It would seem then that what we know as “agile” is in fact the only way to deal with the modern world and stay successful in it.

Software development is a very peculiar industry. If work is not fun for those doing it the products will be mediocre at best and so will be the company – it can make money but it will never be a great company attracting talented people.

This is so because software development is not really engineering – it only looks like it because it is so technical. If done right it is in fact a fusion of art and technology – very much like a craft only requiring mental, not manual abilities. If people are not emotionally attached to their craft (like those who code&test solely for the money) they will not care if they produce a mess of spaghetti code rather than an elegant solution, they will not care what the user experience will be and they will not really care what happens with the product after they no longer work there. The only way to make them care is to make sure work is fun for them and they see a reason for the product’s existence other than the revenues it will bring.

Of course, this rule is more universal – happy people work better in general. For example Southwest Airlines’ happy flight crews deliver a better passenger experience, happier dialysis providers at DaVita provide better treatment etc. However, in software development the difference has a more profound effect – an unhappy flight crew will get you from A to B as effectively, keeping development teams unhappy will in the long run ruin the products/systems they create if not the whole company. This is so, because the less fun their work is the more technical debt there is (of all kinds: bugs, low code readability, C&P programming, suboptimal ad-hock solutions limiting scalability etc.) – and technical debt is as lethal for a business as any other unpaid accumulating debt.

Why it is so? I could bring up some theories, but I think it is less important than realising it and taking notice. Big players do. Take Google for example. They go to great lengths to make the experience of working there as fun as possible. The most visible aspect of this is their offices (each is different, BTW) but it goes way deeper – the way they treat their people, the way they allow them to access all of their code for example, all of that shows that people running this company have a profound understanding of what makes development teams tick. And they are not alone in this, almost every leading business now goes to great lengths to ensure the work itself and environment make the experience as enjoyable as possible for the employees.

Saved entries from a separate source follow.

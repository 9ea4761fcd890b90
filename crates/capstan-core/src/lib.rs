//! Capstan Core - shared types for in-process chart rendering
//!
//! This crate provides the vocabulary used throughout Capstan:
//! - `ChartFile` / `ChartMetadata`: buffered chart files and the Chart.yaml model
//! - `Values`: configuration values with deep merge support
//! - `ReleaseInfo` / `TemplateContext`: what templates see at render time
//! - `ChartFs`: the virtual-filesystem boundary charts are loaded through
//! - `RenderOptions` / `RenderedRelease`: the renderer contract vocabulary
//! - `manifest`: multi-document manifest text utilities

pub mod chart;
pub mod context;
pub mod error;
pub mod fs;
pub mod manifest;
pub mod release;
pub mod render;
pub mod values;

pub use chart::{ChartFile, ChartInfo, ChartKind, ChartMetadata, Maintainer};
pub use context::{Capabilities, KubeVersion, TemplateContext};
pub use error::CoreError;
pub use fs::{ChartFs, DirFs, EntryKind, FsEntry, MemoryFs};
pub use release::ReleaseInfo;
pub use render::{HookManifest, RenderOptions, RenderedRelease};
pub use values::Values;
//! Chart file buffers and Chart.yaml metadata

use semver::Version;
use serde::{Deserialize, Serialize};
use std::collections::HashMap;

use crate::error::{CoreError, Result};

/// A chart file buffered into memory, path relative to the chart root
/// (e.g. `Chart.yaml`, `templates/deployment.yaml`).
#[derive(Debug, Clone, PartialEq, Eq)]
pub struct ChartFile {
    pub path: String,
    pub data: Vec<u8>,
}

impl ChartFile {
    pub fn new(path: impl Into<String>, data: impl Into<Vec<u8>>) -> Self {
        Self {
            path: path.into(),
            data: data.into(),
        }
    }

    /// File content as UTF-8, failing with the file path on invalid bytes.
    pub fn as_str(&self) -> Result<&str> {
        std::str::from_utf8(&self.data).map_err(|e| CoreError::FileAccess {
            path: self.path.clone(),
            message: format!("file is not valid UTF-8: {}", e),
        })
    }
}

/// Chart type
#[derive(Debug, Clone, Default, Serialize, Deserialize, PartialEq)]
#[serde(rename_all = "lowercase")]
pub enum ChartKind {
    #[default]
    Application,
    Library,
}

/// The Chart.yaml model
#[derive(Debug, Clone, Serialize, Deserialize)]
#[serde(rename_all = "camelCase")]
pub struct ChartMetadata {
    /// API version (v1 or v2)
    pub api_version: String,

    /// Chart name (required)
    pub name: String,

    /// Chart version (required, SemVer)
    #[serde(with = "version_serde")]
    pub version: Version,

    /// Chart type
    #[serde(default, rename = "type")]
    pub kind: ChartKind,

    /// Description
    #[serde(default)]
    pub description: Option<String>,

    /// Application version
    #[serde(default)]
    pub app_version: Option<String>,

    /// Kubernetes version constraint
    #[serde(default)]
    pub kube_version: Option<String>,

    /// Home URL
    #[serde(default)]
    pub home: Option<String>,

    /// Icon URL
    #[serde(default)]
    pub icon: Option<String>,

    /// Source URLs
    #[serde(default)]
    pub sources: Vec<String>,

    /// Keywords
    #[serde(default)]
    pub keywords: Vec<String>,

    /// Maintainers
    #[serde(default)]
    pub maintainers: Vec<Maintainer>,

    /// Whether the chart is deprecated
    #[serde(default)]
    pub deprecated: bool,

    /// Annotations
    #[serde(default)]
    pub annotations: HashMap<String, String>,
}

/// Maintainer information
#[derive(Debug, Clone, Serialize, Deserialize)]
pub struct Maintainer {
    pub name: String,
    #[serde(default)]
    pub email: Option<String>,
    #[serde(default)]
    pub url: Option<String>,
}

impl ChartMetadata {
    /// Parse and validate a Chart.yaml document.
    pub fn from_yaml(yaml: &str) -> Result<Self> {
        let metadata: ChartMetadata = serde_yaml::from_str(yaml)?;
        metadata.validate()?;
        Ok(metadata)
    }

    /// Check the invariants Chart.yaml must hold beyond deserialization.
    pub fn validate(&self) -> Result<()> {
        if self.api_version != "v1" && self.api_version != "v2" {
            return Err(CoreError::InvalidChart {
                message: format!(
                    "unsupported apiVersion: {}. Expected: v1 or v2",
                    self.api_version
                ),
            });
        }

        if self.name.is_empty() {
            return Err(CoreError::InvalidChart {
                message: "chart name is required".to_string(),
            });
        }

        // The chart name prefixes every rendered source path; a '/' inside it
        // would make the prefix unrecoverable.
        if self.name.contains('/') {
            return Err(CoreError::InvalidChart {
                message: format!("chart name {:?} must not contain '/'", self.name),
            });
        }

        Ok(())
    }

    /// The reduced view templates see as `chart`.
    pub fn info(&self) -> ChartInfo {
        ChartInfo {
            name: self.name.clone(),
            version: self.version.to_string(),
            app_version: self.app_version.clone(),
        }
    }
}

/// Chart information for templates
#[derive(Debug, Clone, Serialize, Deserialize)]
#[serde(rename_all = "camelCase")]
pub struct ChartInfo {
    /// Chart name
    pub name: String,

    /// Chart version
    pub version: String,

    /// App version
    pub app_version: Option<String>,
}

/// Custom serde for semver::Version
mod version_serde {
    use semver::Version;
    use serde::{Deserialize, Deserializer, Serializer};

    pub fn serialize<S>(version: &Version, serializer: S) -> Result<S::Ok, S::Error>
    where
        S: Serializer,
    {
        serializer.serialize_str(&version.to_string())
    }

    pub fn deserialize<'de, D>(deserializer: D) -> Result<Version, D::Error>
    where
        D: Deserializer<'de>,
    {
        let s = String::deserialize(deserializer)?;
        Version::parse(&s).map_err(serde::de::Error::custom)
    }
}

Just to be sure – “fun” means a lot more here than just a nice working environment, cool perks and good atmosphere. It also means a shared sense of purpose in what you are doing as a company and as a team. And it also means dedication to technical excellence – a policy of zero tolerance for makeshift solutions and lack of craftsmanship. This mixture means people working in such a company can be rightly proud of what they do, proud of where they work and want to continue investing their time&energy there.

The notion of seeing the workplace as fun is sometimes dismissed as childish. It is so because there are many jobs that simply can’t be made to be fun (think of garbage collectors, people working in slaughterhouses or on assembly lines – by now mostly Chinese – assembling over and over again same parts) and historically practically all work was “serious” – not fun at all. Luckily for us that idea is slowly eroding as people search for self-fulfilment. Spending at least 8 hours a day on a job you hate is definitely not self-fulfilment.

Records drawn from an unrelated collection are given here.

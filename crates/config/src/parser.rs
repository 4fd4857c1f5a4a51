use crate::*;
use anyhow::{Context, Result};
use std::fs;
use std::path::Path;
use tracing::{debug, info, instrument};

#[instrument(skip(path))]
pub fn load_config<P: AsRef<Path>>(path: P) -> Result<BillingConfig> {
    let path = path.as_ref();
    info!("Loading configuration from: {:?}", path);

    let content = fs::read_to_string(path)
        .with_context(|| format!("Failed to read config file: {:?}", path))?;

    debug!("Config file content length: {} bytes", content.len());
    parse_config(&content)
}

/// Parse a configuration document, substituting environment variables first
pub fn parse_config(content: &str) -> Result<BillingConfig> {
    let substituted = substitution::substitute_env_vars(content)?;
    debug!("Environment variable substitution completed");

    let config: BillingConfig = serde_yaml::from_str(&substituted)
        .with_context(|| "Failed to parse YAML configuration")?;

    info!(
        products = config.products.len(),
        "Configuration loaded successfully"
    );
    Ok(config)
}

#[instrument]
pub fn generate_default_config() -> BillingConfig {
    BillingConfig {
        client: ClientConfig {
            name: "My Store".to_string(),
        },
        products: vec![
            ProductConfig {
                product_id: "remove_ads".to_string(),
                kind: ProductKindConfig::OneTime,
            },
            ProductConfig {
                product_id: "coins_500".to_string(),
                kind: ProductKindConfig::OneTime,
            },
            ProductConfig {
                product_id: "premium_monthly".to_string(),
                kind: ProductKindConfig::Subscription,
            },
        ],
        connection: ConnectionConfig::default(),
        events: EventsConfig::default(),
        processor: ProcessorConfig::default(),
        logging: LoggingConfig::default(),
        metrics: MetricsConfig::default(),
    }
}

#[instrument]
pub fn save_config<P: AsRef<Path> + std::fmt::Debug>(config: &BillingConfig, path: P) -> Result<()> {
    let path = path.as_ref();
    info!("Saving configuration to: {:?}", path);

    let yaml = serde_yaml::to_string(config)
        .with_context(|| "Failed to serialize configuration to YAML")?;

    fs::write(path, yaml)
        .with_context(|| format!("Failed to write config file: {:?}", path))?;

    info!("Configuration saved successfully");
    Ok(())
}
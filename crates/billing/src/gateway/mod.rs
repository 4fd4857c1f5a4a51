//! Commerce gateway: the seam to the remote backend
//!
//! The engine only talks to the backend through [`CommerceGateway`].
//! [`InMemoryGateway`] is a scripted implementation for tests and local runs.

pub mod memory;
pub mod traits;

pub use memory::InMemoryGateway;
pub use traits::{CommerceGateway, GatewayListener, GatewayNotification, PurchaseFlowRequest};
pub fn default_client_name() -> String {
    "storefront".to_string()
}

pub fn default_max_attempts() -> u32 {
    3
}

pub fn default_retry_delay_ms() -> u64 {
    3000
}

pub fn default_max_delay_ms() -> u64 {
    30_000
}

pub fn default_stable_after_ms() -> u64 {
    30_000
}

pub fn default_event_capacity() -> usize {
    64
}

pub fn default_mailbox_capacity() -> usize {
    256
}

pub fn default_log_format() -> String {
    "pretty".to_string()
}

pub fn default_log_level() -> String {
    "info".to_string()
}

pub fn default_metrics_port() -> u16 {
    9090
}
//! Logging and metrics for the storefront binary and the billing engine
//!
//! The binary calls [`init_logging`] once at startup and, when enabled,
//! [`init_metrics`] to expose a Prometheus endpoint. The engine only ever
//! touches [`BillingMetrics`], which records into whatever recorder is
//! installed and does nothing when there is none.

pub mod logging;
pub mod metrics;

pub use logging::{init_default_logging, init_logging, LogFormat};
pub use metrics::{init_metrics, BillingMetrics};
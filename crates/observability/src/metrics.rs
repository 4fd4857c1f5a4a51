//! Prometheus metrics infrastructure
//!
//! Initializes the Prometheus exporter and provides the metric set recorded
//! by the billing engine. Without an installed recorder every handle is a
//! no-op, so tests and embedded use pay nothing.

use metrics::{counter, gauge, Counter, Gauge};
use metrics_exporter_prometheus::PrometheusBuilder;
use std::net::SocketAddr;

/// Initialize the Prometheus metrics exporter
///
/// This starts an HTTP server on the specified port that exposes metrics
/// at the `/metrics` endpoint.
///
/// # Example
///
/// ```ignore
/// observability::metrics::init_metrics(9090)?;
/// // Metrics available at http://localhost:9090/metrics
/// ```
pub fn init_metrics(port: u16) -> anyhow::Result<()> {
    let addr: SocketAddr = format!("0.0.0.0:{}", port).parse()?;

    PrometheusBuilder::new()
        .with_http_listener(addr)
        .install()?;

    tracing::info!(%addr, "Metrics server listening");
    Ok(())
}

/// Billing engine metrics
///
/// # Metrics
///
/// * `billing_connect_attempts_total` - Connection attempts made
/// * `billing_session_state` - Current session state (0 disconnected, 1 connecting, 2 ready, 3 failed)
/// * `billing_catalog_cycles_total` - Catalog fetch cycles, by `outcome`
/// * `billing_acknowledgments_total` - Acknowledgment calls, by `outcome`
/// * `billing_events_total` - Published events, by `kind`
#[derive(Clone)]
pub struct BillingMetrics {
    client: String,
    connect_attempts: Counter,
    session_state: Gauge,
    catalog_published: Counter,
    catalog_failed: Counter,
    acks_ok: Counter,
    acks_failed: Counter,
}

impl BillingMetrics {
    /// Create metrics labelled with the client name
    pub fn new(client: &str) -> Self {
        let name = client.to_string();

        Self {
            connect_attempts: counter!("billing_connect_attempts_total", "client" => name.clone()),
            session_state: gauge!("billing_session_state", "client" => name.clone()),
            catalog_published: counter!(
                "billing_catalog_cycles_total",
                "client" => name.clone(),
                "outcome" => "published"
            ),
            catalog_failed: counter!(
                "billing_catalog_cycles_total",
                "client" => name.clone(),
                "outcome" => "failed"
            ),
            acks_ok: counter!(
                "billing_acknowledgments_total",
                "client" => name.clone(),
                "outcome" => "ok"
            ),
            acks_failed: counter!(
                "billing_acknowledgments_total",
                "client" => name.clone(),
                "outcome" => "failed"
            ),
            client: name,
        }
    }

    pub fn record_connect_attempt(&self) {
        self.connect_attempts.increment(1);
    }

    pub fn set_session_state(&self, state: f64) {
        self.session_state.set(state);
    }

    pub fn record_catalog_cycle(&self, published: bool) {
        if published {
            self.catalog_published.increment(1);
        } else {
            self.catalog_failed.increment(1);
        }
    }

    pub fn record_acknowledgment(&self, ok: bool) {
        if ok {
            self.acks_ok.increment(1);
        } else {
            self.acks_failed.increment(1);
        }
    }

    /// Count a published event by kind
    pub fn record_event(&self, kind: &'static str) {
        counter!("billing_events_total", "client" => self.client.clone(), "kind" => kind)
            .increment(1);
    }

    pub fn client(&self) -> &str {
        &self.client
    }
}

impl std::fmt::Debug for BillingMetrics {
    fn fmt(&self, f: &mut std::fmt::Formatter<'_>) -> std::fmt::Result {
        f.debug_struct("BillingMetrics")
            .field("client", &self.client)
            .finish_non_exhaustive()
    }
}
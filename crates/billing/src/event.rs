//! Events published to billing consumers

use std::sync::Arc;

use crate::types::Catalog;

/// Event emitted by the billing engine
///
/// Events for the same product or purchase token are delivered in publish
/// order; there is no ordering guarantee across products.
#[derive(Debug, Clone, PartialEq)]
pub enum BillingEvent {
    /// A fetch cycle produced a new catalog snapshot
    ProductsUpdated(Arc<Catalog>),

    /// A purchase was acknowledged (or found already acknowledged)
    PurchaseSucceeded {
        product_id: String,
        /// True when replayed by the restoration pass
        restored: bool,
    },

    /// A purchase is awaiting payment completion
    PurchasePending { product_id: String },

    /// A non-fatal failure, in human-readable form
    Error { message: String },
}

impl BillingEvent {
    pub fn error(message: impl Into<String>) -> Self {
        BillingEvent::Error {
            message: message.into(),
        }
    }

    /// Short name used as a metrics label
    pub fn kind(&self) -> &'static str {
        match self {
            BillingEvent::ProductsUpdated(_) => "products_updated",
            BillingEvent::PurchaseSucceeded { .. } => "purchase_succeeded",
            BillingEvent::PurchasePending { .. } => "purchase_pending",
            BillingEvent::Error { .. } => "error",
        }
    }

    /// The product this event concerns, if any
    pub fn product_id(&self) -> Option<&str> {
        match self {
            BillingEvent::PurchaseSucceeded { product_id, .. }
            | BillingEvent::PurchasePending { product_id } => Some(product_id),
            _ => None,
        }
    }
}

#[cfg(test)]
mod tests {
    use super::*;

    #[test]
    fn test_event_kind_and_product() {
        let ok = BillingEvent::PurchaseSucceeded {
            product_id: "p1".to_string(),
            restored: true,
        };
        assert_eq!(ok.kind(), "purchase_succeeded");
        assert_eq!(ok.product_id(), Some("p1"));

        let err = BillingEvent::error("boom");
        assert_eq!(err.kind(), "error");
        assert_eq!(err.product_id(), None);
    }
}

Globalization and shortage of talent, especially in software development and other high tech sectors, make it very easy to run away from jobs where the “fun” part is gone (or wasn’t there ever).

Therefore one of the key duties of executives in an IT company is to make sure people working there have fun at work. And that means not that they can play computer (or traditional) games in a special room or have fancy office furniture – this means ensuring they are having fun doing the actual work as I’ve already explained above. I’m joking sometimes that there are companies that badly need a CFO – Chief Fun Officer – to shake the boat and bring some fun back. But seriously I don’t think one such guy can make a difference – I think that rather this attitude must be at the very core of company’s culture.

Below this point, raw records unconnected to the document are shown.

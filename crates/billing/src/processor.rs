//! Purchase processor
//!
//! Classifies purchase notifications, drives acknowledgment and emits the
//! outcome events. The processor is a single-owner actor: every record
//! mutation, live or restored, goes through one mailbox, so the
//! acknowledged check-and-set for a token can never race with itself.

use observability::BillingMetrics;
use std::collections::HashMap;
use std::sync::Arc;
use tokio::sync::{mpsc, oneshot};
use tokio::task::JoinHandle;
use tokio_util::sync::CancellationToken;
use tracing::{debug, info, instrument, warn};

use crate::bus::EventBus;
use crate::error::{BillingError, BillingResult};
use crate::event::BillingEvent;
use crate::gateway::CommerceGateway;
use crate::types::{PurchaseOrigin, PurchaseRecord, PurchaseState, PurchaseToken};

/// Default mailbox size
pub const DEFAULT_MAILBOX_CAPACITY: usize = 256;

/// How a single notification was handled
#[derive(Debug, Clone, Copy, PartialEq, Eq)]
pub enum PurchaseOutcome {
    /// Acknowledged by this call
    Acknowledged,
    /// Already acknowledged; no gateway call made
    AlreadyAcknowledged,
    /// Awaiting payment; nothing acknowledged
    Pending,
    /// Unspecified state; no event, no side effect
    Ignored,
    /// Gateway rejected the acknowledgment; record left unacknowledged
    AcknowledgmentFailed,
    /// Acknowledgment completed after teardown; result discarded
    Discarded,
}

enum Command {
    Handle {
        record: PurchaseRecord,
        origin: PurchaseOrigin,
        done: Option<oneshot::Sender<PurchaseOutcome>>,
    },
    Ledger {
        reply: oneshot::Sender<Vec<PurchaseRecord>>,
    },
}

/// Cheap, cloneable entry point into the processor's mailbox
#[derive(Clone, Debug)]
pub struct ProcessorHandle {
    tx: mpsc::Sender<Command>,
}

impl ProcessorHandle {
    /// Queue a record without waiting for it to be handled
    pub async fn submit(&self, record: PurchaseRecord, origin: PurchaseOrigin) -> BillingResult<()> {
        self.tx
            .send(Command::Handle {
                record,
                origin,
                done: None,
            })
            .await
            .map_err(|_| BillingError::ShutDown)
    }

    /// Queue a record and wait for its outcome
    pub async fn process(
        &self,
        record: PurchaseRecord,
        origin: PurchaseOrigin,
    ) -> BillingResult<PurchaseOutcome> {
        let (done, rx) = oneshot::channel();
        self.tx
            .send(Command::Handle {
                record,
                origin,
                done: Some(done),
            })
            .await
            .map_err(|_| BillingError::ShutDown)?;
        rx.await.map_err(|_| BillingError::ShutDown)
    }

    /// Snapshot of every record seen so far, ordered by token
    pub async fn ledger(&self) -> BillingResult<Vec<PurchaseRecord>> {
        let (reply, rx) = oneshot::channel();
        self.tx
            .send(Command::Ledger { reply })
            .await
            .map_err(|_| BillingError::ShutDown)?;
        rx.await.map_err(|_| BillingError::ShutDown)
    }
}

/// Owner of the purchase ledger
pub struct PurchaseProcessor {
    gateway: Arc<dyn CommerceGateway>,
    bus: Arc<EventBus>,
    ledger: HashMap<PurchaseToken, PurchaseRecord>,
    metrics: BillingMetrics,
}

impl PurchaseProcessor {
    pub fn new(gateway: Arc<dyn CommerceGateway>, bus: Arc<EventBus>, metrics: BillingMetrics) -> Self {
        Self {
            gateway,
            bus,
            ledger: HashMap::new(),
            metrics,
        }
    }

    /// Start the actor; it stops when `shutdown` is cancelled
    pub fn spawn(self, capacity: usize, shutdown: CancellationToken) -> (ProcessorHandle, JoinHandle<()>) {
        let (tx, rx) = mpsc::channel(capacity.max(1));
        let task = tokio::spawn(self.run(rx, shutdown));
        (ProcessorHandle { tx }, task)
    }

    async fn run(mut self, mut rx: mpsc::Receiver<Command>, shutdown: CancellationToken) {
        debug!("Purchase processor started");
        loop {
            let command = tokio::select! {
                biased;
                _ = shutdown.cancelled() => break,
                command = rx.recv() => match command {
                    Some(command) => command,
                    None => break,
                },
            };

            match command {
                Command::Handle { record, origin, done } => {
                    let outcome = self.handle(record, origin, &shutdown).await;
                    if let Some(done) = done {
                        let _ = done.send(outcome);
                    }
                }
                Command::Ledger { reply } => {
                    let _ = reply.send(self.snapshot());
                }
            }
        }
        debug!(records = self.ledger.len(), "Purchase processor stopped");
    }

    fn snapshot(&self) -> Vec<PurchaseRecord> {
        let mut records: Vec<_> = self.ledger.values().cloned().collect();
        records.sort_by(|a, b| a.token.cmp(&b.token));
        records
    }

    /// Classify one record and act on it
    #[instrument(skip(self, record, shutdown), fields(token = %record.token, state = %record.state, restored = origin.is_restored()))]
    pub async fn handle(
        &mut self,
        record: PurchaseRecord,
        origin: PurchaseOrigin,
        shutdown: &CancellationToken,
    ) -> PurchaseOutcome {
        match record.state {
            PurchaseState::Unspecified => {
                debug!("Unspecified purchase state, ignoring");
                PurchaseOutcome::Ignored
            }
            PurchaseState::Pending => {
                self.merge(&record);
                info!("Purchase pending");
                for product_id in &record.product_ids {
                    self.bus.publish(BillingEvent::PurchasePending {
                        product_id: product_id.clone(),
                    });
                }
                PurchaseOutcome::Pending
            }
            PurchaseState::Purchased => self.handle_purchased(record, origin, shutdown).await,
        }
    }

    async fn handle_purchased(
        &mut self,
        record: PurchaseRecord,
        origin: PurchaseOrigin,
        shutdown: &CancellationToken,
    ) -> PurchaseOutcome {
        let token = record.token.clone();
        if self.merge(&record) {
            debug!("Purchase already acknowledged");
            self.publish_success(&record, origin);
            return PurchaseOutcome::AlreadyAcknowledged;
        }

        let result = self.gateway.acknowledge(&token).await;

        if shutdown.is_cancelled() {
            debug!(ok = result.is_ok(), "Acknowledgment finished after teardown, discarding");
            return PurchaseOutcome::Discarded;
        }

        self.metrics.record_acknowledgment(result.is_ok());
        match result {
            Ok(()) => {
                if let Some(entry) = self.ledger.get_mut(&token) {
                    entry.acknowledged = true;
                }
                info!("Purchase acknowledged");
                self.publish_success(&record, origin);
                PurchaseOutcome::Acknowledged
            }
            Err(source) => {
                warn!(error = %source, "Acknowledgment failed, will retry on next delivery");
                let error = BillingError::Acknowledgment { token, source };
                self.bus.publish(BillingEvent::error(error.to_string()));
                PurchaseOutcome::AcknowledgmentFailed
            }
        }
    }

    /// Fold an incoming record into the ledger; returns the acknowledged flag
    ///
    /// The flag only ever moves false -> true.
    fn merge(&mut self, record: &PurchaseRecord) -> bool {
        let entry = self
            .ledger
            .entry(record.token.clone())
            .or_insert_with(|| record.clone());
        entry.state = record.state;
        entry.product_ids = record.product_ids.clone();
        entry.acknowledged |= record.acknowledged;
        entry.acknowledged
    }

    fn publish_success(&self, record: &PurchaseRecord, origin: PurchaseOrigin) {
        if record.product_ids.is_empty() {
            warn!("Purchase carries no product ids");
        }
        for product_id in &record.product_ids {
            self.bus.publish(BillingEvent::PurchaseSucceeded {
                product_id: product_id.clone(),
                restored: origin.is_restored(),
            });
        }
    }

    pub fn record(&self, token: &PurchaseToken) -> Option<&PurchaseRecord> {
        self.ledger.get(token)
    }
}

#[cfg(test)]
mod tests {
    use super::*;
    use crate::bus::EventSubscription;
    use crate::error::{GatewayError, ResponseCode};
    use crate::gateway::InMemoryGateway;
    use assert_matches::assert_matches;

    fn setup(gateway: InMemoryGateway) -> (PurchaseProcessor, Arc<InMemoryGateway>, EventSubscription) {
        let gateway = Arc::new(gateway);
        let bus = Arc::new(EventBus::new(32, BillingMetrics::new("test")));
        let sub = bus.subscribe();
        let processor = PurchaseProcessor::new(gateway.clone(), bus, BillingMetrics::new("test"));
        (processor, gateway, sub)
    }

    fn purchased(token: &str, product: &str) -> PurchaseRecord {
        PurchaseRecord::new(token, [product], PurchaseState::Purchased)
    }

    #[tokio::test]
    async fn test_duplicate_delivery_acknowledges_once() {
        let (mut processor, gateway, mut sub) = setup(InMemoryGateway::new());
        let token = CancellationToken::new();

        let first = processor.handle(purchased("t1", "p1"), PurchaseOrigin::Live, &token).await;
        let second = processor.handle(purchased("t1", "p1"), PurchaseOrigin::Live, &token).await;

        assert_eq!(first, PurchaseOutcome::Acknowledged);
        assert_eq!(second, PurchaseOutcome::AlreadyAcknowledged);
        assert_eq!(gateway.ack_calls(), vec![PurchaseToken::new("t1")]);
        assert!(processor.record(&PurchaseToken::new("t1")).unwrap().acknowledged);

        for _ in 0..2 {
            assert_matches!(
                sub.try_recv(),
                Some(BillingEvent::PurchaseSucceeded { ref product_id, restored: false }) if product_id == "p1"
            );
        }
        assert_eq!(sub.try_recv(), None);
    }

    #[tokio::test]
    async fn test_backend_acknowledged_record_skips_gateway() {
        let (mut processor, gateway, mut sub) = setup(InMemoryGateway::new());
        let token = CancellationToken::new();

        let outcome = processor
            .handle(purchased("t1", "p1").acknowledged(), PurchaseOrigin::Restored, &token)
            .await;

        assert_eq!(outcome, PurchaseOutcome::AlreadyAcknowledged);
        assert!(gateway.ack_calls().is_empty());
        assert_matches!(sub.try_recv(), Some(BillingEvent::PurchaseSucceeded { restored: true, .. }));
    }

    #[tokio::test]
    async fn test_pending_then_purchased_acknowledges() {
        let (mut processor, gateway, mut sub) = setup(InMemoryGateway::new());
        let token = CancellationToken::new();

        let pending = PurchaseRecord::new("t1", ["p1"], PurchaseState::Pending);
        assert_eq!(
            processor.handle(pending, PurchaseOrigin::Live, &token).await,
            PurchaseOutcome::Pending
        );
        assert!(gateway.ack_calls().is_empty());
        assert_matches!(sub.try_recv(), Some(BillingEvent::PurchasePending { ref product_id }) if product_id == "p1");

        assert_eq!(
            processor.handle(purchased("t1", "p1"), PurchaseOrigin::Live, &token).await,
            PurchaseOutcome::Acknowledged
        );
        assert_eq!(gateway.ack_calls().len(), 1);
        assert_matches!(sub.try_recv(), Some(BillingEvent::PurchaseSucceeded { .. }));
    }

    #[tokio::test]
    async fn test_unspecified_is_inert() {
        let (mut processor, gateway, mut sub) = setup(InMemoryGateway::new());
        let token = CancellationToken::new();

        let record = PurchaseRecord::new("t1", ["p1"], PurchaseState::Unspecified);
        assert_eq!(
            processor.handle(record, PurchaseOrigin::Live, &token).await,
            PurchaseOutcome::Ignored
        );
        assert!(gateway.ack_calls().is_empty());
        assert!(processor.record(&PurchaseToken::new("t1")).is_none());
        assert_eq!(sub.try_recv(), None);
    }

    #[tokio::test]
    async fn test_failed_acknowledgment_is_retried_on_redelivery() {
        let gateway = InMemoryGateway::new()
            .with_ack_failure("t1", GatewayError::new(ResponseCode::Error, "rejected"));
        let (mut processor, gateway, mut sub) = setup(gateway);
        let token = CancellationToken::new();

        assert_eq!(
            processor.handle(purchased("t1", "p1"), PurchaseOrigin::Live, &token).await,
            PurchaseOutcome::AcknowledgmentFailed
        );
        assert!(!processor.record(&PurchaseToken::new("t1")).unwrap().acknowledged);
        assert_matches!(sub.try_recv(), Some(BillingEvent::Error { ref message }) if message.contains("t1"));

        gateway.clear_ack_failures();
        assert_eq!(
            processor.handle(purchased("t1", "p1"), PurchaseOrigin::Restored, &token).await,
            PurchaseOutcome::Acknowledged
        );
        assert_eq!(gateway.ack_calls().len(), 2);
        assert_matches!(sub.try_recv(), Some(BillingEvent::PurchaseSucceeded { restored: true, .. }));
    }

    #[tokio::test]
    async fn test_result_after_teardown_is_discarded() {
        let (mut processor, gateway, mut sub) = setup(InMemoryGateway::new());
        let token = CancellationToken::new();
        token.cancel();

        let outcome = processor.handle(purchased("t1", "p1"), PurchaseOrigin::Live, &token).await;

        assert_eq!(outcome, PurchaseOutcome::Discarded);
        assert_eq!(gateway.ack_calls().len(), 1);
        assert!(!processor.record(&PurchaseToken::new("t1")).unwrap().acknowledged);
        assert_eq!(sub.try_recv(), None);
    }

    #[tokio::test]
    async fn test_multi_product_purchase_emits_per_product() {
        let (mut processor, _gateway, mut sub) = setup(InMemoryGateway::new());
        let token = CancellationToken::new();

        let record = PurchaseRecord::new("t1", ["b", "a"], PurchaseState::Purchased);
        processor.handle(record, PurchaseOrigin::Live, &token).await;

        assert_eq!(sub.try_recv().and_then(|e| e.product_id().map(String::from)), Some("a".to_string()));
        assert_eq!(sub.try_recv().and_then(|e| e.product_id().map(String::from)), Some("b".to_string()));
    }

    #[tokio::test]
    async fn test_actor_serializes_concurrent_submissions() {
        let (processor, gateway, _sub) = setup(InMemoryGateway::new());
        let shutdown = CancellationToken::new();
        let (handle, task) = processor.spawn(8, shutdown.clone());

        let live = handle.process(purchased("t1", "p1"), PurchaseOrigin::Live);
        let restored = handle.process(purchased("t1", "p1"), PurchaseOrigin::Restored);
        let (live, restored) = tokio::join!(live, restored);

        let mut outcomes = vec![live.unwrap(), restored.unwrap()];
        outcomes.sort_by_key(|o| *o == PurchaseOutcome::AlreadyAcknowledged);
        assert_eq!(
            outcomes,
            vec![PurchaseOutcome::Acknowledged, PurchaseOutcome::AlreadyAcknowledged]
        );
        assert_eq!(gateway.ack_calls().len(), 1);

        let ledger = handle.ledger().await.unwrap();
        assert_eq!(ledger.len(), 1);
        assert!(ledger[0].acknowledged);

        shutdown.cancel();
        task.await.unwrap();
        assert_matches!(
            handle.submit(purchased("t2", "p2"), PurchaseOrigin::Live).await,
            Err(BillingError::ShutDown)
        );
    }
}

How this looks at your current place? Is working there fun? If not – take my advice: don’t waste your life, move on.

I have been leading a two day workshop a couple of months ago and it was an interesting experience in servant leadership that I can now share. The workshop was about the overall systems architecture at the company I was working with at the time. My mission there was transforming their IT department into an agile organization and the workshop took place three months after the change effort started.

The catch was that I was doing it as the company’s CIO – effectively being the boss of all the other people in the room. Given the culture that existed there before it meant there was a real risk they will stay silent and expect me to tell them what architecture I had in mind rather than discuss their ideas. Therefore I had to adopt a very different approach to leading it than when I’m acting as an external consultant/coach. The fact that I genuinely had no idea how to solve the problem at hand helped me do it – I had no architecture to push for.
(more…)

What I suspected for a long time will happen just did: PMI has announced its agile certificate. This is a significant development for many reasons.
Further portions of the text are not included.